------ Material for this task ------

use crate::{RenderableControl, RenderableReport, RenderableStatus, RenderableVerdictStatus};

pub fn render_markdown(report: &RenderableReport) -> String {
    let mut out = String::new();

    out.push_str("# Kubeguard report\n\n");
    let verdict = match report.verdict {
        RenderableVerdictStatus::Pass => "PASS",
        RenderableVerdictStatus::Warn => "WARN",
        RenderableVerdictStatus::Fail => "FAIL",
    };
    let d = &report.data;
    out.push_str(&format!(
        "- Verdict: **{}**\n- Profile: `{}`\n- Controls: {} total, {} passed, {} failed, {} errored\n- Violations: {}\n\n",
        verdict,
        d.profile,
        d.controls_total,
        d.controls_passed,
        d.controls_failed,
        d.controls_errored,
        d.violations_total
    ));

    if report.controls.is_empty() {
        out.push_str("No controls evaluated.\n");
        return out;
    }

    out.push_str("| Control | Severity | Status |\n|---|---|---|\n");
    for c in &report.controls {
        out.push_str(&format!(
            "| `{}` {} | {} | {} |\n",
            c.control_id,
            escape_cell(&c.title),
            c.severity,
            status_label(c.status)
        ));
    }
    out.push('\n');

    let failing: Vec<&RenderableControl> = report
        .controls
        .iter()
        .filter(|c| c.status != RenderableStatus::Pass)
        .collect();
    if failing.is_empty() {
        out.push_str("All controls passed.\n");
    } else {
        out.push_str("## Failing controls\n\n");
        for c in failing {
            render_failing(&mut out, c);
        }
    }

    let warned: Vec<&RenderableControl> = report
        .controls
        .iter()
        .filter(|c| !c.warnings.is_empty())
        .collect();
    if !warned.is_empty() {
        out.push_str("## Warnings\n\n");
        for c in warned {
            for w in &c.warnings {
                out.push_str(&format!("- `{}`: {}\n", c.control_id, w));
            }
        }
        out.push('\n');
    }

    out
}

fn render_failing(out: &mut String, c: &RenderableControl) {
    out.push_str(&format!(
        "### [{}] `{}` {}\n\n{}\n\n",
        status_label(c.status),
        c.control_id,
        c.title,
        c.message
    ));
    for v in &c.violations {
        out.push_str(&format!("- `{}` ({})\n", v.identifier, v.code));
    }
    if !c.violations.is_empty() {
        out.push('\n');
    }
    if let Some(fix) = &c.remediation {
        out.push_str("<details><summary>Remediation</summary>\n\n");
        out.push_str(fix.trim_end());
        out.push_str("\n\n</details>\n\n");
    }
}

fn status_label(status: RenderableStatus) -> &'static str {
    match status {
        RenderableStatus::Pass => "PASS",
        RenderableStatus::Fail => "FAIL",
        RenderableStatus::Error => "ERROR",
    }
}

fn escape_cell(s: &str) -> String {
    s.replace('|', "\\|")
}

------

Work to complete: All entries are to be reproduced verbatim, with none omitted.

Your solution:
use crate::{RenderableControl, RenderableReport, RenderableStatus, RenderableVerdictStatus};

pub fn render_markdown(report: &RenderableReport) -> String {
    let mut out = String::new();

    out.push_str("# Kubeguard report\n\n");
    let verdict = match report.verdict {
        RenderableVerdictStatus::Pass => "PASS",
        RenderableVerdictStatus::Warn => "WARN",
        RenderableVerdictStatus::Fail => "FAIL",
    };
    let d = &report.data;
    out.push_str(&format!(
        "- Verdict: **{}**\n- Profile: `{}`\n- Controls: {} total, {} passed, {} failed, {} errored\n- Violations: {}\n\n",
        verdict,
        d.profile,
        d.controls_total,
        d.controls_passed,
        d.controls_failed,
        d.controls_errored,
        d.violations_total
    ));

    if report.controls.is_empty() {
        out.push_str("No controls evaluated.\n");
        return out;
    }

    out.push_str("| Control | Severity | Status |\n|---|---|---|\n");
    for c in &report.controls {
        out.push_str(&format!(
            "| `{}` {} | {} | {} |\n",
            c.control_id,
            escape_cell(&c.title),
            c.severity,
            status_label(c.status)
        ));
    }
    out.push('\n');

    let failing: Vec<&RenderableControl> = report
        .controls
        .iter()
        .filter(|c| c.status != RenderableStatus::Pass)
        .collect();
    if failing.is_empty() {
        out.push_str("All controls passed.\n");
    } else {
        out.push_str("## Failing controls\n\n");
        for c in failing {
            render_failing(&mut out, c);
        }
    }

    let warned: Vec<&RenderableControl> = report
        .controls
        .iter()
        .filter(|c| !c.warnings.is_empty())
        .collect();
    if !warned.is_empty() {
        out.push_str("## Warnings\n\n");
        for c in warned {
            for w in &c.warnings {
                out.push_str(&format!("- `{}`: {}\n", c.control_id, w));
            }
        }
        out.push('\n');
    }

    out
}

fn render_failing(out: &mut String, c: &RenderableControl) {
    out.push_str(&format!(
        "### [{}] `{}` {}\n\n{}\n\n",
        status_label(c.status),
        c.control_id,
        c.title,
        c.message
    ));
    for v in &c.violations {
        out.push_str(&format!("- `{}` ({})\n", v.identifier, v.code));
    }
    if !c.violations.is_empty() {
        out.push('\n');
    }
    if let Some(fix) = &c.remediation {
        out.push_str("<details><summary>Remediation</summary>\n\n");
        out.push_str(fix.trim_end());
        out.push_str("\n\n</details>\n\n");
    }
}

fn status_label(status: RenderableStatus) -> &'static str {
    match status {
        RenderableStatus::Pass => "PASS",
        RenderableStatus::Fail => "FAIL",
        RenderableStatus::Error => "ERROR",
    }
}

fn escape_cell(s: &str) -> String {
    s.replace('|', "\\|")
}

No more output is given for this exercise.